───── Task material

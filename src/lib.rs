//! jira-agent - poll Jira for labeled issues and dispatch coding agents into
//! per-issue workspaces

pub mod commands;
pub mod config;
pub mod dispatch;
pub mod error;
pub mod poller;
pub mod shutdown;
pub mod subprocess;
pub mod telemetry;
pub mod template;
pub mod tracker;
pub mod workspace;
pub mod worktree;
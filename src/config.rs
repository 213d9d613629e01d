use std::collections::HashSet;
use std::path::{Path, PathBuf};
use std::sync::OnceLock;

use anyhow::Context;
use schemars::JsonSchema;
use serde::{Deserialize, Serialize};

use crate::error::ExitError;

/// Config file looked up in the current directory.
pub const CONFIG_TOML: &str = "jira-agent.toml";

/// Find the config file: `./jira-agent.toml`, then
/// `<config dir>/jira-agent/config.toml`. Returns None if neither exists.
pub fn find_config(dir: &Path) -> Option<PathBuf> {
    let local = dir.join(CONFIG_TOML);
    if local.exists() {
        return Some(local);
    }
    let user = dirs::config_dir()?.join("jira-agent").join("config.toml");
    if user.exists() {
        return Some(user);
    }
    None
}

/// Top-level jira-agent.toml config.
///
/// Every section is optional. Credentials are deliberately absent: the API
/// token only comes from the environment or the command line.
#[derive(Debug, Clone, Default, Serialize, Deserialize, JsonSchema)]
pub struct Config {
    #[serde(default)]
    pub jira: JiraConfig,
    #[serde(default)]
    pub poll: PollConfig,
    #[serde(default)]
    pub workspaces: WorkspacesConfig,
    #[serde(default)]
    pub agent: AgentConfig,
    /// Repositories to check out as worktrees in every workspace, in order.
    #[serde(default)]
    pub repositories: Vec<Repository>,
}

#[derive(Debug, Clone, Default, Serialize, Deserialize, JsonSchema)]
pub struct JiraConfig {
    /// Jira site, e.g. `acme.atlassian.net`
    #[serde(default)]
    pub host: Option<String>,
    /// Account email used for basic auth
    #[serde(default)]
    pub email: Option<String>,
    /// Label that marks issues for the agent
    #[serde(default)]
    pub label: Option<String>,
}

#[derive(Debug, Clone, Serialize, Deserialize, JsonSchema)]
pub struct PollConfig {
    #[serde(default = "default_interval_secs")]
    pub interval_secs: u64,
    #[serde(default = "default_page_size")]
    pub page_size: u32,
}

impl Default for PollConfig {
    fn default() -> Self {
        Self {
            interval_secs: default_interval_secs(),
            page_size: default_page_size(),
        }
    }
}

#[derive(Debug, Clone, Serialize, Deserialize, JsonSchema)]
pub struct WorkspacesConfig {
    /// Directory holding one workspace per issue
    #[serde(default = "default_workspaces_root")]
    pub root: PathBuf,
    /// Directory holding the existing clones, one per repository name
    #[serde(default = "default_repos_root")]
    pub repos_root: PathBuf,
}

impl Default for WorkspacesConfig {
    fn default() -> Self {
        Self {
            root: default_workspaces_root(),
            repos_root: default_repos_root(),
        }
    }
}

#[derive(Debug, Clone, Serialize, Deserialize, JsonSchema)]
pub struct AgentConfig {
    /// Agent executable
    #[serde(default = "default_program")]
    pub program: String,
    /// Arguments placed before the prompt
    #[serde(default = "default_args")]
    pub args: Vec<String>,
    /// Flag that precedes the prompt; empty passes the prompt positionally
    #[serde(default = "default_prompt_flag")]
    pub prompt_flag: String,
    /// Optional agent profile, passed as `--profile <id>`
    #[serde(default)]
    pub profile_id: Option<String>,
    /// Command the agent runs to post comments back to the issue
    #[serde(default = "default_comment_command")]
    pub comment_command: String,
    /// Maximum number of agents running at once
    #[serde(default = "default_max_concurrent")]
    pub max_concurrent: usize,
}

impl Default for AgentConfig {
    fn default() -> Self {
        Self {
            program: default_program(),
            args: default_args(),
            prompt_flag: default_prompt_flag(),
            profile_id: None,
            comment_command: default_comment_command(),
            max_concurrent: default_max_concurrent(),
        }
    }
}

/// A repository to provision as a worktree, as `owner/name` plus the branch
/// the per-issue branch starts from.
#[derive(Debug, Clone, PartialEq, Eq, Serialize, Deserialize, JsonSchema)]
pub struct Repository {
    pub url: String,
    pub branch: String,
}

fn re_repository_url() -> &'static regex::Regex {
    static RE: OnceLock<regex::Regex> = OnceLock::new();
    RE.get_or_init(|| {
        regex::Regex::new(r"^[A-Za-z0-9_.-]+/[A-Za-z0-9_.-]+$").expect("repository regex is valid")
    })
}

impl Repository {
    /// Repository name: the part after the owner, without a `.git` suffix.
    pub fn name(&self) -> &str {
        let url = self.url.strip_suffix(".git").unwrap_or(&self.url);
        url.rsplit('/').next().unwrap_or(url)
    }

    fn validate(&self) -> Result<(), String> {
        let url = self.url.strip_suffix(".git").unwrap_or(&self.url);
        if !re_repository_url().is_match(url) {
            return Err(format!(
                "invalid repository url {:?}: expected owner/name",
                self.url
            ));
        }
        if matches!(self.name(), "." | "..") {
            return Err(format!("invalid repository name in {:?}", self.url));
        }
        if self.branch.trim().is_empty() {
            return Err(format!("repository {:?} has an empty branch", self.url));
        }
        Ok(())
    }
}

fn default_interval_secs() -> u64 { 5 }
fn default_page_size() -> u32 { crate::tracker::DEFAULT_PAGE_SIZE }
fn default_workspaces_root() -> PathBuf { PathBuf::from("workspaces") }
fn default_repos_root() -> PathBuf { PathBuf::from("repos") }
fn default_program() -> String { "warp-cli-dev".into() }
fn default_args() -> Vec<String> { vec!["agent".into(), "run".into(), "--debug".into()] }
fn default_prompt_flag() -> String { "--prompt".into() }
fn default_comment_command() -> String { "jira-agent".into() }
fn default_max_concurrent() -> usize { 4 }

impl Config {
    /// Load and validate config from a TOML file.
    pub fn load(path: &Path) -> anyhow::Result<Self> {
        let contents = std::fs::read_to_string(path)
            .with_context(|| format!("reading {}", path.display()))?;
        Self::parse_toml(&contents)
    }

    /// Parse and validate config from a TOML string.
    pub fn parse_toml(toml_str: &str) -> anyhow::Result<Self> {
        let config: Self = toml::from_str(toml_str)
            .map_err(|e| ExitError::Config(format!("invalid {CONFIG_TOML}: {e}")))?;
        config.validate()?;
        Ok(config)
    }

    /// Reject values that would only fail later, mid-poll.
    pub fn validate(&self) -> anyhow::Result<()> {
        let mut problems = Vec::new();

        if self.poll.interval_secs == 0 {
            problems.push("poll.interval_secs must be at least 1".to_string());
        }
        if self.poll.page_size == 0 {
            problems.push("poll.page_size must be at least 1".to_string());
        }
        if self.agent.program.trim().is_empty() {
            problems.push("agent.program must not be empty".to_string());
        }
        if self.agent.max_concurrent == 0 {
            problems.push("agent.max_concurrent must be at least 1".to_string());
        }

        let mut names = HashSet::new();
        for repo in &self.repositories {
            if let Err(problem) = repo.validate() {
                problems.push(problem);
            } else if !names.insert(repo.name()) {
                problems.push(format!(
                    "duplicate repository name {:?} (from {:?})",
                    repo.name(),
                    repo.url
                ));
            }
        }

        if problems.is_empty() {
            Ok(())
        } else {
            Err(ExitError::Config(problems.join("; ")).into())
        }
    }
}

#[cfg(test)]
mod tests {
    use super::*;

    #[test]
    fn parse_full_toml_config() {
        let toml_str = r#"
[jira]
host = "acme.atlassian.net"
email = "bot@acme.io"
label = "agent-assign"

[poll]
interval_secs = 10
page_size = 25

[workspaces]
root = "/srv/agent/workspaces"
repos_root = "/srv/agent/repos"

[agent]
program = "claude"
args = ["-p"]
prompt_flag = ""
profile_id = "prof-1"
comment_command = "/usr/local/bin/jira-agent"
max_concurrent = 2

[[repositories]]
url = "acme/server"
branch = "main"

[[repositories]]
url = "acme/client.git"
branch = "develop"
"#;
        let config = Config::parse_toml(toml_str).unwrap();
        assert_eq!(config.jira.host.as_deref(), Some("acme.atlassian.net"));
        assert_eq!(config.jira.label.as_deref(), Some("agent-assign"));
        assert_eq!(config.poll.interval_secs, 10);
        assert_eq!(config.poll.page_size, 25);
        assert_eq!(config.workspaces.root, PathBuf::from("/srv/agent/workspaces"));
        assert_eq!(config.agent.program, "claude");
        assert_eq!(config.agent.prompt_flag, "");
        assert_eq!(config.agent.profile_id.as_deref(), Some("prof-1"));
        assert_eq!(config.agent.max_concurrent, 2);
        assert_eq!(config.repositories.len(), 2);
        assert_eq!(config.repositories[0].name(), "server");
        assert_eq!(config.repositories[1].name(), "client");
        assert_eq!(config.repositories[1].branch, "develop");
    }

    #[test]
    fn empty_config_uses_defaults() {
        let config = Config::parse_toml("").unwrap();
        assert_eq!(config.poll.interval_secs, 5);
        assert_eq!(config.poll.page_size, 50);
        assert_eq!(config.workspaces.root, PathBuf::from("workspaces"));
        assert_eq!(config.workspaces.repos_root, PathBuf::from("repos"));
        assert_eq!(config.agent.program, "warp-cli-dev");
        assert_eq!(config.agent.args, vec!["agent", "run", "--debug"]);
        assert_eq!(config.agent.prompt_flag, "--prompt");
        assert_eq!(config.agent.comment_command, "jira-agent");
        assert_eq!(config.agent.max_concurrent, 4);
        assert!(config.repositories.is_empty());
    }

    #[test]
    fn repository_without_owner_is_a_config_error() {
        let err = Config::parse_toml(
            r#"
[[repositories]]
url = "server"
branch = "main"
"#,
        )
        .unwrap_err();
        let exit = err.downcast_ref::<ExitError>().unwrap();
        assert!(matches!(exit, ExitError::Config(_)));
        assert!(err.to_string().contains("expected owner/name"));
    }

    #[test]
    fn repository_missing_branch_fails_to_parse() {
        let err = Config::parse_toml(
            r#"
[[repositories]]
url = "acme/server"
"#,
        )
        .unwrap_err();
        assert!(err.downcast_ref::<ExitError>().is_some());
    }

    #[test]
    fn duplicate_repository_names_are_rejected() {
        let err = Config::parse_toml(
            r#"
[[repositories]]
url = "acme/server"
branch = "main"

[[repositories]]
url = "other/server"
branch = "main"
"#,
        )
        .unwrap_err();
        assert!(err.to_string().contains("duplicate repository name"));
    }

    #[test]
    fn zero_limits_are_rejected() {
        let err = Config::parse_toml(
            r#"
[poll]
interval_secs = 0

[agent]
max_concurrent = 0
"#,
        )
        .unwrap_err();
        let msg = err.to_string();
        assert!(msg.contains("poll.interval_secs"));
        assert!(msg.contains("agent.max_concurrent"));
    }

    #[test]
    fn repository_rejects_traversal_names() {
        let repo = Repository {
            url: "acme/..".into(),
            branch: "main".into(),
        };
        assert!(repo.validate().is_err());
        let repo = Repository {
            url: "../etc/passwd".into(),
            branch: "main".into(),
        };
        assert!(repo.validate().is_err());
    }
}
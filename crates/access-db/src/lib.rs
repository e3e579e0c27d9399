//! Postgres access layer for the access-control backend.
//!
//! Raw `sqlx::query`/`query_as` throughout (no compile-time `query!` macros,
//! so the crate builds without a live DB at compile time). Entities cross
//! component boundaries only as plain structs
//! (`DeviceSnapshot`, `RuleSnapshot`,...) — never as ORM-managed references.

use anyhow::{Context, Result};
use sqlx::{postgres::PgPoolOptions, PgPool};

pub mod attempt;
pub mod audit;
pub mod device;
pub mod org;
pub mod outbox;
pub mod rules;

pub use attempt::*;
pub use audit::*;
pub use device::*;
pub use org::*;
pub use outbox::*;
pub use rules::*;

pub const ENV_DB_URL: &str = "ACCESS_DATABASE_URL";

/// Connect to Postgres using `ACCESS_DATABASE_URL`.
pub async fn connect_from_env() -> Result<PgPool> {
    let url = std::env::var(ENV_DB_URL).with_context(|| format!("missing env var {ENV_DB_URL}"))?;

    let pool = PgPoolOptions::new()
        .max_connections(10)
        .connect(&url)
        .await
        .context("failed to connect to Postgres")?;

    Ok(pool)
}

/// Run embedded SQLx migrations.
pub async fn migrate(pool: &PgPool) -> Result<()> {
    sqlx::migrate!("./migrations")
        .run(pool)
        .await
        .context("db migrate failed")?;
    Ok(())
}

/// Test helper: connect via `ACCESS_DATABASE_URL` and ensure migrations ran.
pub async fn testkit_db_pool() -> Result<PgPool> {
    let pool = connect_from_env().await?;
    migrate(&pool).await?;
    Ok(pool)
}

/// Connectivity + schema-presence status, used by the readiness probe.
pub async fn status(pool: &PgPool) -> Result<DbStatus> {
    let (one,): (i32,) = sqlx::query_as::<_, (i32,)>("select 1")
        .fetch_one(pool)
        .await
        .context("status connectivity query failed")?;

    Ok(DbStatus { ok: one == 1 })
}

#[derive(Debug, Clone)]
pub struct DbStatus {
    pub ok: bool,
}

/// Detect a Postgres unique-constraint violation by name.
pub fn is_unique_violation(err: &sqlx::Error, constraint: &str) -> bool {
    match err {
        sqlx::Error::Database(db_err) => {
            db_err.code().as_deref() == Some("23505") && db_err.constraint() == Some(constraint)
        }
        _ => false,
    }
}

/// Detect *any* Postgres unique-constraint violation (used where the caller
/// doesn't need to distinguish which constraint fired, e.g. idempotency
/// races that recover by re-reading the row).
pub fn is_any_unique_violation(err: &sqlx::Error) -> bool {
    matches!(err, sqlx::Error::Database(db_err) if db_err.code().as_deref() == Some("23505"))
}
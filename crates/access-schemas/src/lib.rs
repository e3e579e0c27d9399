//! Shared DTOs and enums for the access-control backend.
//!
//! These types cross every component boundary in the workspace. They carry
//! no behavior beyond parsing/formatting and are kept dependency-light so
//! every other crate can depend on `access-schemas` without pulling in I/O.

use chrono::{DateTime, Utc};
use serde::{Deserialize, Serialize};
use serde_json::Value;
use uuid::Uuid;

pub mod events;

pub use events::*;

/// Subject types a device attempt can be made on behalf of.
#[derive(Debug, Clone, Copy, PartialEq, Eq, Hash, Serialize, Deserialize)]
#[serde(rename_all = "SCREAMING_SNAKE_CASE")]
pub enum SubjectType {
    Resident,
    PreauthorizedVisitor,
    GroupMember,
    Unknown,
}

impl SubjectType {
    pub fn as_str(&self) -> &'static str {
        match self {
            SubjectType::Resident => "RESIDENT",
            SubjectType::PreauthorizedVisitor => "PREAUTHORIZED_VISITOR",
            SubjectType::GroupMember => "GROUP_MEMBER",
            SubjectType::Unknown => "UNKNOWN",
        }
    }

    pub fn parse(s: &str) -> Option<Self> {
        match s {
            "RESIDENT" => Some(SubjectType::Resident),
            "PREAUTHORIZED_VISITOR" => Some(SubjectType::PreauthorizedVisitor),
            "GROUP_MEMBER" => Some(SubjectType::GroupMember),
            "UNKNOWN" => Some(SubjectType::Unknown),
            _ => None,
        }
    }
}

/// Direction of travel through a device (entry/exit gate, turnstile, door).
#[derive(Debug, Clone, Copy, PartialEq, Eq, Hash, Serialize, Deserialize)]
#[serde(rename_all = "SCREAMING_SNAKE_CASE")]
pub enum PassDirection {
    In,
    Out,
}

impl PassDirection {
    pub fn as_str(&self) -> &'static str {
        match self {
            PassDirection::In => "IN",
            PassDirection::Out => "OUT",
        }
    }

    pub fn parse(s: &str) -> Option<Self> {
        match s {
            "IN" => Some(PassDirection::In),
            "OUT" => Some(PassDirection::Out),
            _ => None,
        }
    }
}

/// Credential/authentication method presented at the device.
#[derive(Debug, Clone, Copy, PartialEq, Eq, Hash, Serialize, Deserialize)]
#[serde(rename_all = "SCREAMING_SNAKE_CASE")]
pub enum AuthMethod {
    Card,
    Pin,
    Biometric,
    MobileCredential,
    QrCode,
    Other,
}

impl AuthMethod {
    pub fn as_str(&self) -> &'static str {
        match self {
            AuthMethod::Card => "CARD",
            AuthMethod::Pin => "PIN",
            AuthMethod::Biometric => "BIOMETRIC",
            AuthMethod::MobileCredential => "MOBILE_CREDENTIAL",
            AuthMethod::QrCode => "QR_CODE",
            AuthMethod::Other => "OTHER",
        }
    }

    pub fn parse(s: &str) -> Option<Self> {
        match s {
            "CARD" => Some(AuthMethod::Card),
            "PIN" => Some(AuthMethod::Pin),
            "BIOMETRIC" => Some(AuthMethod::Biometric),
            "MOBILE_CREDENTIAL" => Some(AuthMethod::MobileCredential),
            "QR_CODE" => Some(AuthMethod::QrCode),
            "OTHER" => Some(AuthMethod::Other),
            _ => None,
        }
    }
}

/// Action a rule prescribes when it matches an intent.
#[derive(Debug, Clone, Copy, PartialEq, Eq, Hash, Serialize, Deserialize)]
#[serde(rename_all = "SCREAMING_SNAKE_CASE")]
pub enum RuleAction {
    Allow,
    Deny,
}

impl RuleAction {
    pub fn as_str(&self) -> &'static str {
        match self {
            RuleAction::Allow => "ALLOW",
            RuleAction::Deny => "DENY",
        }
    }

    pub fn parse(s: &str) -> Option<Self> {
        match s {
            "ALLOW" => Some(RuleAction::Allow),
            "DENY" => Some(RuleAction::Deny),
            _ => None,
        }
    }
}

/// Lifecycle state of a rule; soft-delete is a transition to `Inactive`.
#[derive(Debug, Clone, Copy, PartialEq, Eq, Hash, Serialize, Deserialize)]
#[serde(rename_all = "SCREAMING_SNAKE_CASE")]
pub enum RuleState {
    Active,
    Inactive,
}

impl RuleState {
    pub fn as_str(&self) -> &'static str {
        match self {
            RuleState::Active => "ACTIVE",
            RuleState::Inactive => "INACTIVE",
        }
    }

    pub fn parse(s: &str) -> Option<Self> {
        match s {
            "ACTIVE" => Some(RuleState::Active),
            "INACTIVE" => Some(RuleState::Inactive),
            _ => None,
        }
    }
}

/// Outcome of an access-attempt decision.
#[derive(Debug, Clone, Copy, PartialEq, Eq, Hash, Serialize, Deserialize)]
#[serde(rename_all = "SCREAMING_SNAKE_CASE")]
pub enum DecisionResult {
    Allow,
    Deny,
    Pending,
    Error,
}

impl DecisionResult {
    pub fn as_str(&self) -> &'static str {
        match self {
            DecisionResult::Allow => "ALLOW",
            DecisionResult::Deny => "DENY",
            DecisionResult::Pending => "PENDING",
            DecisionResult::Error => "ERROR",
        }
    }

    pub fn parse(s: &str) -> Option<Self> {
        match s {
            "ALLOW" => Some(DecisionResult::Allow),
            "DENY" => Some(DecisionResult::Deny),
            "PENDING" => Some(DecisionResult::Pending),
            "ERROR" => Some(DecisionResult::Error),
            _ => None,
        }
    }
}

/// Device command kinds emitted as a side effect of a decision.
#[derive(Debug, Clone, Copy, PartialEq, Eq, Hash, Serialize, Deserialize)]
#[serde(rename_all = "SCREAMING_SNAKE_CASE")]
pub enum DeviceCommandKind {
    OpenDoor,
    DenyWithSignal,
}

impl DeviceCommandKind {
    pub fn as_str(&self) -> &'static str {
        match self {
            DeviceCommandKind::OpenDoor => "OPEN_DOOR",
            DeviceCommandKind::DenyWithSignal => "DENY_WITH_SIGNAL",
        }
    }

    pub fn parse(s: &str) -> Option<Self> {
        match s {
            "OPEN_DOOR" => Some(DeviceCommandKind::OpenDoor),
            "DENY_WITH_SIGNAL" => Some(DeviceCommandKind::DenyWithSignal),
            _ => None,
        }
    }
}

/// Lifecycle of a `DeviceCommand` row. The `Received`/`ExecutedOk`/
/// `ExecutedError`/`Timeout` transitions are driven by a device-confirmation
/// flow that is out of scope for this repository (spec Open Question); only
/// the `Created`/`Sent` transitions are ever written here.
#[derive(Debug, Clone, Copy, PartialEq, Eq, Hash, Serialize, Deserialize)]
#[serde(rename_all = "SCREAMING_SNAKE_CASE")]
pub enum CommandState {
    Created,
    Sent,
    Received,
    ExecutedOk,
    ExecutedError,
    Timeout,
}

impl CommandState {
    pub fn as_str(&self) -> &'static str {
        match self {
            CommandState::Created => "CREATED",
            CommandState::Sent => "SENT",
            CommandState::Received => "RECEIVED",
            CommandState::ExecutedOk => "EXECUTED_OK",
            CommandState::ExecutedError => "EXECUTED_ERROR",
            CommandState::Timeout => "TIMEOUT",
        }
    }

    pub fn parse(s: &str) -> Option<Self> {
        match s {
            "CREATED" => Some(CommandState::Created),
            "SENT" => Some(CommandState::Sent),
            "RECEIVED" => Some(CommandState::Received),
            "EXECUTED_OK" => Some(CommandState::ExecutedOk),
            "EXECUTED_ERROR" => Some(CommandState::ExecutedError),
            "TIMEOUT" => Some(CommandState::Timeout),
            _ => None,
        }
    }
}

/// Outbox row lifecycle.
#[derive(Debug, Clone, Copy, PartialEq, Eq, Hash, Serialize, Deserialize)]
#[serde(rename_all = "SCREAMING_SNAKE_CASE")]
pub enum OutboxStatus {
    Pending,
    Published,
    Failed,
}

impl OutboxStatus {
    pub fn as_str(&self) -> &'static str {
        match self {
            OutboxStatus::Pending => "PENDING",
            OutboxStatus::Published => "PUBLISHED",
            OutboxStatus::Failed => "FAILED",
        }
    }

    pub fn parse(s: &str) -> Option<Self> {
        match s {
            "PENDING" => Some(OutboxStatus::Pending),
            "PUBLISHED" => Some(OutboxStatus::Published),
            "FAILED" => Some(OutboxStatus::Failed),
            _ => None,
        }
    }
}

/// Kind of change a rule CRUD operation performed; reported on `PolicyChanged`.
#[derive(Debug, Clone, Copy, PartialEq, Eq, Hash, Serialize, Deserialize)]
#[serde(rename_all = "SCREAMING_SNAKE_CASE")]
pub enum RuleChangeType {
    Created,
    Updated,
    Activated,
    Inactivated,
    SoftDeleted,
}

impl RuleChangeType {
    pub fn as_str(&self) -> &'static str {
        match self {
            RuleChangeType::Created => "CREATED",
            RuleChangeType::Updated => "UPDATED",
            RuleChangeType::Activated => "ACTIVATED",
            RuleChangeType::Inactivated => "INACTIVATED",
            RuleChangeType::SoftDeleted => "SOFT_DELETED",
        }
    }
}

/// Immutable device facts needed by the decision engine. Loaded explicitly by
/// the attempt service; never an ORM-managed reference — no lazy relations
/// crossing component boundaries.
#[derive(Debug, Clone, PartialEq, Eq, Serialize, Deserialize)]
pub struct DeviceSnapshot {
    pub id: Uuid,
    pub org_id: Uuid,
    pub area_id: Uuid,
    pub name: String,
    pub model: Option<String>,
    pub external_id: Option<String>,
    pub active: bool,
}

/// A validity/window-bearing rule snapshot as read from storage, used by
/// both the candidates cache and the engine.
#[derive(Debug, Clone, PartialEq, Serialize, Deserialize)]
pub struct RuleSnapshot {
    pub id: Uuid,
    pub org_id: Uuid,
    pub area_id: Uuid,
    pub subject_type: SubjectType,
    pub device_id: Option<Uuid>,
    pub pass_direction: Option<PassDirection>,
    pub auth_method: Option<AuthMethod>,
    pub action: RuleAction,
    pub valid_from_utc: Option<DateTime<Utc>>,
    pub valid_to_utc: Option<DateTime<Utc>>,
    /// "HH:mm"
    pub from_local: Option<String>,
    /// "HH:mm"
    pub to_local: Option<String>,
    pub priority: i32,
    pub state: RuleState,
    pub message: Option<String>,
    pub updated_at_utc: DateTime<Utc>,
}

impl RuleSnapshot {
    /// Count of non-wildcard matchers and window fields present on this
    /// rule — the specificity ordering tiebreaker used to break priority
    /// ties during rule matching.
    pub fn specificity(&self) -> u32 {
        let mut n = 0u32;
        if self.device_id.is_some() {
            n += 1;
        }
        if self.pass_direction.is_some() {
            n += 1;
        }
        if self.auth_method.is_some() {
            n += 1;
        }
        if self.valid_from_utc.is_some() || self.valid_to_utc.is_some() {
            n += 1;
        }
        if self.from_local.is_some() || self.to_local.is_some() {
            n += 1;
        }
        n
    }
}

/// Request body for `POST /organizations/{orgId}/accesses/attempts`.
#[derive(Debug, Clone, Serialize, Deserialize)]
pub struct RegisterAttemptRequest {
    pub device_id: Uuid,
    pub area_id: Option<Uuid>,
    pub subject_type: SubjectType,
    pub pass_direction: PassDirection,
    pub auth_method: AuthMethod,
    pub subject_reference: Option<String>,
    pub idempotency_key: String,
    pub occurred_at_utc: Option<DateTime<Utc>>,
}

#[derive(Debug, Clone, Serialize, Deserialize)]
pub struct DecisionView {
    pub result: DecisionResult,
    pub reason_code: String,
    pub reason_detail: Option<String>,
    pub decided_at_utc: DateTime<Utc>,
    pub expires_at_utc: Option<DateTime<Utc>>,
}

#[derive(Debug, Clone, Serialize, Deserialize)]
pub struct CommandView {
    pub id: Uuid,
    pub command: DeviceCommandKind,
    pub message: Option<String>,
}

/// Response body for `POST /organizations/{orgId}/accesses/attempts`.
#[derive(Debug, Clone, Serialize, Deserialize)]
pub struct AttemptResult {
    pub attempt_id: Uuid,
    pub org_id: Uuid,
    pub area_id: Uuid,
    pub device_id: Uuid,
    pub decision: DecisionView,
    pub command: Option<CommandView>,
}

/// Generic JSON blob carried by an outbox row / bus envelope.
pub type EventPayload = Value;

──────────

:: Required work ::
Scan the records above for the word "RuleState" and return every line where it occurs.

:: Response to the exercise ::
pub enum RuleState {
impl RuleState {
            RuleState::Active => "ACTIVE",
            RuleState::Inactive => "INACTIVE",
            "ACTIVE" => Some(RuleState::Active),
            "INACTIVE" => Some(RuleState::Inactive),
    pub state: RuleState,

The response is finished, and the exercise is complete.